Set up your compiler environment correctly, perhaps with a command like
source /path/to/compilervars.sh intel64 (or consult your local
documentation). Then set -DGMX_FFT_LIBRARY=mkl when you run cmake. In
this case, DMS will also use MKL for BLAS and LAPACK (see linear
algebra libraries). Generally, there is no advantage in using MKL with
DMS, and FFTW is often faster.
Otherwise, you can get your hands dirty and configure MKL by setting
-DGMX_FFT_LIBRARY=mkl
-DMKL_LIBRARIES="/full/path/to/libone.so;/full/path/to/libtwo.so"
-DMKL_INCLUDE_DIR="/full/path/to/mkl/include"

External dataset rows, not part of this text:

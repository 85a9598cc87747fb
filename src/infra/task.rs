use crate::domain::agent::AgentKind;
use crate::error::SidecarError;
use serde::Deserialize;
use std::path::Path;
use tokio::fs;
use tokio::process::Command;
use tracing::debug;

/// Single-line artifact linking a worktree to a task-tracker id.
const TASK_LINK_FILE: &str = ".sidecar-task";
/// Single-line artifact recording the agent kind chosen for a worktree.
const AGENT_LINK_FILE: &str = ".sidecar-agent";

#[derive(Debug, Clone, Deserialize)]
pub struct TaskInfo {
    pub id: String,
    #[serde(default)]
    pub title: String,
    #[serde(default)]
    pub status: String,
}

pub async fn read_task_link(worktree_path: &Path) -> Option<String> {
    let content = fs::read_to_string(worktree_path.join(TASK_LINK_FILE))
        .await
        .ok()?;
    let id = content.lines().next()?.trim().to_string();
    (!id.is_empty()).then_some(id)
}

pub async fn write_task_link(worktree_path: &Path, task_id: &str) -> Result<(), SidecarError> {
    fs::write(worktree_path.join(TASK_LINK_FILE), format!("{task_id}\n")).await?;
    Ok(())
}

pub async fn read_agent_link(worktree_path: &Path) -> Option<AgentKind> {
    let content = fs::read_to_string(worktree_path.join(AGENT_LINK_FILE))
        .await
        .ok()?;
    AgentKind::parse(content.lines().next()?)
}

pub async fn write_agent_link(worktree_path: &Path, kind: AgentKind) -> Result<(), SidecarError> {
    fs::write(worktree_path.join(AGENT_LINK_FILE), format!("{kind}\n")).await?;
    Ok(())
}

/// Fetch task metadata from the `td` tracker. Absence of the binary or a
/// failed lookup degrades to None; the task id alone still renders.
pub async fn show(task_id: &str) -> Option<TaskInfo> {
    if !is_available() {
        return None;
    }
    let output = Command::new("td")
        .args(["show", task_id, "--json"])
        .output()
        .await
        .ok()?;
    if !output.status.success() {
        debug!(task = task_id, "td show failed");
        return None;
    }
    serde_json::from_slice(&output.stdout).ok()
}

/// Mark a task started in the tracker. Best-effort.
pub async fn start(task_id: &str) {
    if !is_available() {
        return;
    }
    match Command::new("td").args(["start", task_id]).output().await {
        Ok(output) if !output.status.success() => {
            debug!(task = task_id, "td start failed");
        }
        Err(e) => debug!(task = task_id, error = %e, "td start failed to spawn"),
        _ => {}
    }
}

pub fn is_available() -> bool {
    which::which("td").is_ok()
}

#[cfg(test)]
mod tests {
    use super::*;
    use tempfile::tempdir;

    #[tokio::test]
    async fn task_link_roundtrip() {
        let dir = tempdir().unwrap();
        write_task_link(dir.path(), "TD-123").await.unwrap();
        assert_eq!(read_task_link(dir.path()).await.as_deref(), Some("TD-123"));
    }

    #[tokio::test]
    async fn missing_task_link_is_none() {
        let dir = tempdir().unwrap();
        assert!(read_task_link(dir.path()).await.is_none());
    }

    #[tokio::test]
    async fn blank_task_link_is_none() {
        let dir = tempdir().unwrap();
        fs::write(dir.path().join(TASK_LINK_FILE), "\n").await.unwrap();
        assert!(read_task_link(dir.path()).await.is_none());
    }

    #[tokio::test]
    async fn agent_link_roundtrip() {
        let dir = tempdir().unwrap();
        write_agent_link(dir.path(), AgentKind::OpenCode).await.unwrap();
        assert_eq!(
            read_agent_link(dir.path()).await,
            Some(AgentKind::OpenCode)
        );
    }

    #[tokio::test]
    async fn unknown_agent_link_is_none() {
        let dir = tempdir().unwrap();
        fs::write(dir.path().join(AGENT_LINK_FILE), "not-an-agent\n")
            .await
            .unwrap();
        assert!(read_agent_link(dir.path()).await.is_none());
    }
}
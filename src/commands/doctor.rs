use crate::config::MergedConfig;
use crate::error::SidecarError;
use crate::infra::tmux::TmuxController;
use crate::infra::{gh, git, task};
use crate::supervisor::session;
use std::path::Path;

pub async fn execute(workspace_root: &Path, cfg: &MergedConfig) -> Result<(), SidecarError> {
    println!("Tools:");
    println!("  tmux  {}", check(TmuxController::is_available()));
    println!("  git   {}", check(which::which("git").is_ok()));
    println!("  gh    {}", check(gh::is_available()));
    println!("  td    {}", check(task::is_available()));

    let entries = git::list_worktrees(workspace_root).await?;
    let names: Vec<String> = entries
        .iter()
        .filter_map(|e| e.path.file_name().map(|n| n.to_string_lossy().to_string()))
        .collect();

    let prefix = cfg.session_prefix();
    let sessions = TmuxController::list_sessions().await?;
    let ours: Vec<&String> = sessions.iter().filter(|s| s.starts_with(prefix)).collect();

    println!("\nWorktrees: {}", names.len());
    println!("Supervisor sessions: {}", ours.len());

    let mut orphans = 0;
    for sess in &ours {
        let matched =
            session::worktree_for_session(sess, prefix, names.iter().map(String::as_str));
        match matched {
            Some(worktree) => println!("  {sess} -> {worktree}"),
            None => {
                println!("  {sess} -> ORPHAN (no matching worktree)");
                orphans += 1;
            }
        }
    }
    if orphans > 0 {
        println!("\n{orphans} orphaned session(s). Run `sidecar cleanup --force` to kill them.");
    }

    Ok(())
}

fn check(ok: bool) -> &'static str {
    if ok {
        "ok"
    } else {
        "missing"
    }
}
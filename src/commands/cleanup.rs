use crate::config::MergedConfig;
use crate::error::SidecarError;
use crate::infra::git;
use crate::infra::tmux::TmuxController;
use crate::supervisor::session;
use std::path::Path;

/// Kill supervisor-prefixed sessions whose worktree is gone. Without
/// `--force` this only reports; the explicit flag is what adopts the
/// orphans for killing. Sessions without the prefix are never touched.
pub async fn execute(
    workspace_root: &Path,
    cfg: &MergedConfig,
    force: bool,
) -> Result<(), SidecarError> {
    let entries = git::list_worktrees(workspace_root).await?;
    let names: Vec<String> = entries
        .iter()
        .filter_map(|e| e.path.file_name().map(|n| n.to_string_lossy().to_string()))
        .collect();

    let prefix = cfg.session_prefix();
    let sessions = TmuxController::list_sessions().await?;
    let orphans: Vec<String> = sessions
        .into_iter()
        .filter(|s| s.starts_with(prefix))
        .filter(|s| {
            session::worktree_for_session(s, prefix, names.iter().map(String::as_str)).is_none()
        })
        .collect();

    if orphans.is_empty() {
        println!("No orphaned sessions.");
        return Ok(());
    }

    for sess in &orphans {
        if force {
            match TmuxController::kill_session(sess).await {
                Ok(()) => println!("Killed {sess}"),
                Err(e) => println!("Failed to kill {sess}: {e}"),
            }
        } else {
            println!("Orphan: {sess}");
        }
    }
    if !force {
        println!("\nDry run. Re-run with --force to kill.");
    }
    Ok(())
}
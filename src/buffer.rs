use regex::Regex;
use std::collections::VecDeque;
use std::hash::{Hash, Hasher};
use std::sync::OnceLock;

/// Maximum number of scrollback lines retained per agent.
const MAX_LINES: usize = 500;

/// Partial SGR mouse reports that leaked past the terminal input parser.
/// Both the ESC-prefixed form and the bare `[<b;x;yM` form occur, because a
/// split read can strip the ESC before the rest of the sequence arrives.
fn mouse_seq_re() -> &'static Regex {
    static RE: OnceLock<Regex> = OnceLock::new();
    RE.get_or_init(|| Regex::new(r"\x1b?\[<\d+;\d+;\d+[Mm]").expect("valid regex"))
}

/// Bounded line ring over an agent's captured scrollback, with hash-based
/// change detection so unchanged captures never advance the status machine.
#[derive(Debug, Default)]
pub struct OutputBuffer {
    lines: VecDeque<String>,
    last_hash: Option<u64>,
}

impl OutputBuffer {
    pub fn new() -> Self {
        Self::default()
    }

    /// Replace the buffer contents with a fresh capture. Returns whether the
    /// capture differs from the previous one; callers must treat `false` as
    /// a no-op.
    pub fn update(&mut self, raw: &str) -> bool {
        let hash = fast_hash(raw);
        if self.last_hash == Some(hash) {
            return false;
        }
        self.last_hash = Some(hash);

        let scrubbed = scrub_mouse_sequences(raw);
        self.lines.clear();
        for line in scrubbed.lines() {
            self.lines.push_back(line.to_string());
        }
        while self.lines.len() > MAX_LINES {
            self.lines.pop_front();
        }
        true
    }

    pub fn lines(&self) -> &VecDeque<String> {
        &self.lines
    }

    /// Buffer contents re-joined for the classifier and renderers.
    pub fn text(&self) -> String {
        let mut out = String::new();
        for (i, line) in self.lines.iter().enumerate() {
            if i > 0 {
                out.push('\n');
            }
            out.push_str(line);
        }
        out
    }
}

fn fast_hash(s: &str) -> u64 {
    let mut hasher = std::collections::hash_map::DefaultHasher::new();
    s.hash(&mut hasher);
    hasher.finish()
}

/// Strip partial SGR mouse sequences. Normal bracket usage (`array[0]`,
/// `[[ -f f ]]`) is untouched.
pub fn scrub_mouse_sequences(raw: &str) -> String {
    if !raw.contains("[<") {
        return raw.to_string();
    }
    mouse_seq_re().replace_all(raw, "").into_owned()
}

#[cfg(test)]
mod tests {
    use super::*;

    #[test]
    fn update_reports_changed_then_unchanged() {
        let mut buf = OutputBuffer::new();
        assert!(buf.update("hello\nworld"));
        assert!(!buf.update("hello\nworld"));
        assert!(buf.update("hello\nworld!"));
    }

    #[test]
    fn caps_at_max_lines_dropping_oldest() {
        let mut buf = OutputBuffer::new();
        let raw: String = (0..MAX_LINES + 50)
            .map(|i| format!("line{i}\n"))
            .collect();
        buf.update(&raw);
        assert_eq!(buf.lines().len(), MAX_LINES);
        assert_eq!(buf.lines().front().unwrap(), "line50");
        assert_eq!(buf.lines().back().unwrap(), &format!("line{}", MAX_LINES + 49));
    }

    #[test]
    fn strips_partial_mouse_sequences() {
        let mut buf = OutputBuffer::new();
        buf.update("prompt$ [<65;83;33M[<65;83;33Mls\nfile1.txt\n");
        assert_eq!(buf.text(), "prompt$ ls\nfile1.txt");
    }

    #[test]
    fn strips_esc_prefixed_mouse_sequences() {
        assert_eq!(scrub_mouse_sequences("a\x1b[<0;10;20mb"), "ab");
        assert_eq!(scrub_mouse_sequences("a[<0;10;20Mb"), "ab");
    }

    #[test]
    fn preserves_ordinary_brackets() {
        let src = "array[0] = 1; [[ -f f ]] && echo ok";
        assert_eq!(scrub_mouse_sequences(src), src);
    }

    #[test]
    fn empty_update_changes_once() {
        let mut buf = OutputBuffer::new();
        assert!(buf.update(""));
        assert!(!buf.update(""));
        assert!(buf.lines().is_empty());
    }
}
use crate::domain::agent::{Agent, AgentKind};
use chrono::{DateTime, Utc};
use std::path::PathBuf;

/// Lifecycle state of a worktree's agent, distilled from its scrollback.
#[derive(Debug, Clone, Copy, PartialEq, Eq)]
pub enum WorktreeStatus {
    /// Agent is producing output.
    Active,
    /// Agent is reasoning (thinking markers in the tail).
    Thinking,
    /// Agent is blocked on user input.
    Waiting,
    /// Agent reported completion.
    Done,
    /// Agent reported a failure.
    Error,
    /// No agent is running in this worktree.
    Paused,
}

/// Grouping used by the board renderer: errored worktrees sit with paused
/// ones, everything else keeps its own lane.
#[derive(Debug, Clone, Copy, PartialEq, Eq)]
pub enum BoardGroup {
    Active,
    Thinking,
    Waiting,
    Done,
    Idle,
}

impl WorktreeStatus {
    pub fn board_group(self) -> BoardGroup {
        match self {
            WorktreeStatus::Active => BoardGroup::Active,
            WorktreeStatus::Thinking => BoardGroup::Thinking,
            WorktreeStatus::Waiting => BoardGroup::Waiting,
            WorktreeStatus::Done => BoardGroup::Done,
            WorktreeStatus::Error | WorktreeStatus::Paused => BoardGroup::Idle,
        }
    }

    /// Statuses that warrant an OS notification when the board is unfocused.
    pub fn needs_attention(self) -> bool {
        matches!(
            self,
            WorktreeStatus::Waiting | WorktreeStatus::Done | WorktreeStatus::Error
        )
    }
}

impl std::fmt::Display for WorktreeStatus {
    fn fmt(&self, f: &mut std::fmt::Formatter<'_>) -> std::fmt::Result {
        let s = match self {
            WorktreeStatus::Active => "active",
            WorktreeStatus::Thinking => "thinking",
            WorktreeStatus::Waiting => "waiting",
            WorktreeStatus::Done => "done",
            WorktreeStatus::Error => "error",
            WorktreeStatus::Paused => "paused",
        };
        write!(f, "{s}")
    }
}

#[derive(Debug, Clone, Copy, Default, PartialEq, Eq)]
pub struct DiffStats {
    pub files_changed: usize,
    pub insertions: usize,
    pub deletions: usize,
}

/// Counts from `git status --porcelain`, used to gate the merge workflow.
#[derive(Debug, Clone, Copy, Default, PartialEq, Eq)]
pub struct StatusCounts {
    pub staged: usize,
    pub modified: usize,
    pub untracked: usize,
}

impl StatusCounts {
    pub fn is_clean(&self) -> bool {
        self.staged == 0 && self.modified == 0 && self.untracked == 0
    }
}

/// A checked-out branch at a filesystem path, with its (at most one) agent.
#[derive(Debug)]
pub struct Worktree {
    /// Stable name derived from the directory basename.
    pub name: String,
    pub path: PathBuf,
    pub branch: String,
    /// Linked task-tracker id, if a `.sidecar-task` file exists.
    pub task_id: Option<String>,
    pub updated_at: DateTime<Utc>,
    pub diff: DiffStats,
    pub agent_kind: AgentKind,
    pub status: WorktreeStatus,
    /// The running agent, if any. The agent stores this worktree's name by
    /// value; there is no back-pointer.
    pub agent: Option<Agent>,
}

impl Worktree {
    pub fn new(name: String, path: PathBuf, branch: String, agent_kind: AgentKind) -> Self {
        Self {
            name,
            path,
            branch,
            task_id: None,
            updated_at: Utc::now(),
            diff: DiffStats::default(),
            agent_kind,
            status: WorktreeStatus::Paused,
            agent: None,
        }
    }

    pub fn has_agent(&self) -> bool {
        self.agent.is_some()
    }
}

#[cfg(test)]
mod tests {
    use super::*;

    #[test]
    fn error_groups_with_paused_on_the_board() {
        assert_eq!(WorktreeStatus::Error.board_group(), BoardGroup::Idle);
        assert_eq!(WorktreeStatus::Paused.board_group(), BoardGroup::Idle);
        assert_eq!(WorktreeStatus::Waiting.board_group(), BoardGroup::Waiting);
    }

    #[test]
    fn attention_statuses() {
        assert!(WorktreeStatus::Waiting.needs_attention());
        assert!(WorktreeStatus::Done.needs_attention());
        assert!(WorktreeStatus::Error.needs_attention());
        assert!(!WorktreeStatus::Active.needs_attention());
        assert!(!WorktreeStatus::Thinking.needs_attention());
    }

    #[test]
    fn new_worktree_is_paused_without_agent() {
        let wt = Worktree::new(
            "feat-x".into(),
            PathBuf::from("/tmp/feat-x"),
            "feat/x".into(),
            AgentKind::Claude,
        );
        assert_eq!(wt.status, WorktreeStatus::Paused);
        assert!(!wt.has_agent());
    }

    #[test]
    fn status_counts_clean() {
        assert!(StatusCounts::default().is_clean());
        assert!(!StatusCounts {
            staged: 0,
            modified: 1,
            untracked: 0
        }
        .is_clean());
    }
}
use crate::domain::worktree::WorktreeStatus;
use std::collections::HashMap;
use std::hash::{Hash, Hasher};
use std::time::Duration;

/// Fast lane while the user is actively typing into a pane.
pub const INTERACTIVE_FAST: Duration = Duration::from_millis(50);
pub const INTERACTIVE_MEDIUM: Duration = Duration::from_millis(200);
pub const INTERACTIVE_SLOW: Duration = Duration::from_millis(500);
/// Quick re-capture right after a keystroke lands in the pane.
pub const DEBOUNCE: Duration = Duration::from_millis(20);

const INITIAL: Duration = Duration::from_millis(500);
const ACTIVE_BURST: Duration = Duration::from_millis(500);
const IDLE: Duration = Duration::from_secs(4);
const WAITING: Duration = Duration::from_secs(5);
const DONE: Duration = Duration::from_secs(12);
const HIDDEN: Duration = Duration::from_secs(6);
const UNFOCUSED: Duration = Duration::from_secs(16);

/// Bound on the deterministic per-session offset.
const STAGGER_WINDOW_MS: u64 = 400;

/// Where a session sits in the polling cadence when its next tick is
/// scheduled.
#[derive(Debug, Clone, Copy, PartialEq, Eq)]
pub enum PollContext {
    /// Agent just started; converge on its real status quickly.
    Initial,
    /// Last capture changed the buffer.
    OutputChanged,
    /// Last capture was a no-op; cadence follows the settled status.
    Idle(WorktreeStatus),
    /// Output pane not visible (another view has the screen).
    Hidden,
    /// The whole app is unfocused.
    Unfocused,
    /// User is driving this pane; cadence decays with keyboard idleness.
    Interactive { since_last_key: Duration },
    /// Immediate re-capture after forwarding a keystroke.
    Debounce,
}

/// Base interval for a context, before staggering.
pub fn interval_for(ctx: PollContext) -> Duration {
    match ctx {
        PollContext::Initial => INITIAL,
        PollContext::OutputChanged => ACTIVE_BURST,
        PollContext::Idle(WorktreeStatus::Waiting) => WAITING,
        PollContext::Idle(WorktreeStatus::Done) => DONE,
        PollContext::Idle(_) => IDLE,
        PollContext::Hidden => HIDDEN,
        PollContext::Unfocused => UNFOCUSED,
        PollContext::Interactive { since_last_key } => {
            if since_last_key < Duration::from_secs(2) {
                INTERACTIVE_FAST
            } else if since_last_key < Duration::from_secs(10) {
                INTERACTIVE_MEDIUM
            } else {
                INTERACTIVE_SLOW
            }
        }
        PollContext::Debounce => DEBOUNCE,
    }
}

/// Deterministic per-session offset so co-started sessions never align
/// their ticks into one thundering herd.
pub fn stagger(session_name: &str) -> Duration {
    let mut hasher = std::collections::hash_map::DefaultHasher::new();
    session_name.hash(&mut hasher);
    Duration::from_millis(hasher.finish() % STAGGER_WINDOW_MS)
}

/// Interval plus stagger: the actual delay to schedule.
pub fn delay_for(session_name: &str, ctx: PollContext) -> Duration {
    interval_for(ctx) + stagger(session_name)
}

/// Per-session generation counters. A tick scheduled under an old
/// generation is dead on arrival, which cleanly cancels a stale poll chain
/// without interrupting any in-flight subprocess.
#[derive(Debug, Default)]
pub struct PollScheduler {
    generations: HashMap<String, u64>,
}

impl PollScheduler {
    pub fn new() -> Self {
        Self::default()
    }

    pub fn generation(&self, worktree: &str) -> u64 {
        self.generations.get(worktree).copied().unwrap_or(0)
    }

    /// Invalidate every outstanding tick for this worktree and return the
    /// new current generation.
    pub fn bump(&mut self, worktree: &str) -> u64 {
        let counter = self.generations.entry(worktree.to_string()).or_insert(0);
        *counter += 1;
        *counter
    }

    pub fn is_current(&self, worktree: &str, generation: u64) -> bool {
        self.generation(worktree) == generation
    }

    pub fn forget(&mut self, worktree: &str) {
        self.generations.remove(worktree);
    }
}

#[cfg(test)]
mod tests {
    use super::*;

    #[test]
    fn interval_table() {
        assert_eq!(interval_for(PollContext::Initial), Duration::from_millis(500));
        assert_eq!(
            interval_for(PollContext::OutputChanged),
            Duration::from_millis(500)
        );
        assert_eq!(
            interval_for(PollContext::Idle(WorktreeStatus::Active)),
            Duration::from_secs(4)
        );
        assert_eq!(
            interval_for(PollContext::Idle(WorktreeStatus::Waiting)),
            Duration::from_secs(5)
        );
        assert_eq!(
            interval_for(PollContext::Idle(WorktreeStatus::Done)),
            Duration::from_secs(12)
        );
        assert_eq!(interval_for(PollContext::Hidden), Duration::from_secs(6));
        assert_eq!(interval_for(PollContext::Unfocused), Duration::from_secs(16));
        assert_eq!(interval_for(PollContext::Debounce), Duration::from_millis(20));
    }

    #[test]
    fn interactive_cadence_decays() {
        let fast = PollContext::Interactive {
            since_last_key: Duration::from_millis(100),
        };
        let medium = PollContext::Interactive {
            since_last_key: Duration::from_secs(5),
        };
        let slow = PollContext::Interactive {
            since_last_key: Duration::from_secs(30),
        };
        assert_eq!(interval_for(fast), INTERACTIVE_FAST);
        assert_eq!(interval_for(medium), INTERACTIVE_MEDIUM);
        assert_eq!(interval_for(slow), INTERACTIVE_SLOW);
    }

    #[test]
    fn stagger_is_deterministic_and_bounded() {
        let a = stagger("sidecar-wt-feat-x");
        let b = stagger("sidecar-wt-feat-x");
        assert_eq!(a, b);
        assert!(a < Duration::from_millis(STAGGER_WINDOW_MS));
    }

    #[test]
    fn delay_includes_stagger() {
        let name = "sidecar-wt-feat-x";
        assert_eq!(
            delay_for(name, PollContext::Initial),
            interval_for(PollContext::Initial) + stagger(name)
        );
    }

    #[test]
    fn generations_start_at_zero_and_bump() {
        let mut sched = PollScheduler::new();
        assert_eq!(sched.generation("wt"), 0);
        assert!(sched.is_current("wt", 0));

        let bumped = sched.bump("wt");
        assert_eq!(bumped, 1);
        assert!(!sched.is_current("wt", 0));
        assert!(sched.is_current("wt", 1));
    }

    #[test]
    fn forget_resets_generation() {
        let mut sched = PollScheduler::new();
        sched.bump("wt");
        sched.forget("wt");
        assert_eq!(sched.generation("wt"), 0);
    }
}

where the full list (and order!) of libraries you require are found in
Intel's MKL documentation for your system.
Optional build components
-------------------------
- Compiling to run on NVIDIA GPUs requires CUDA
- An external Boost library can be used to provide better
implementation support for smart pointers and exception handling,
but the DMS source bundles a subset of Boost 1.55.0 as a
fallback
- Hardware-optimized BLAS and LAPACK libraries are useful for a few of
the DMS utilities focused on normal modes and matrix
manipulation, but they do not provide any benefits for normal
simulations. Configuring these are discussed at linear algebra
libraries.
- The built-in DMS trajectory viewer gmx view requires X11 and
Motif/Lesstif libraries and header files. You may prefer to use
third-party software for visualization, such as VMD or PyMOL.
- An external TNG library for trajectory-file handling can be used,
but TNG 1.6 is bundled in the DMS source already
- zlib is used by TNG for compressing some kinds of trajectory data
- Running the DMS test suite requires libxml2
- Building the DMS documentation requires ImageMagick, pdflatex,
bibtex, doxygen and pandoc.
- The DMS utility programs often write data files in formats
suitable for the Grace plotting tool, but it is straightforward to
use these files in other plotting programs, too.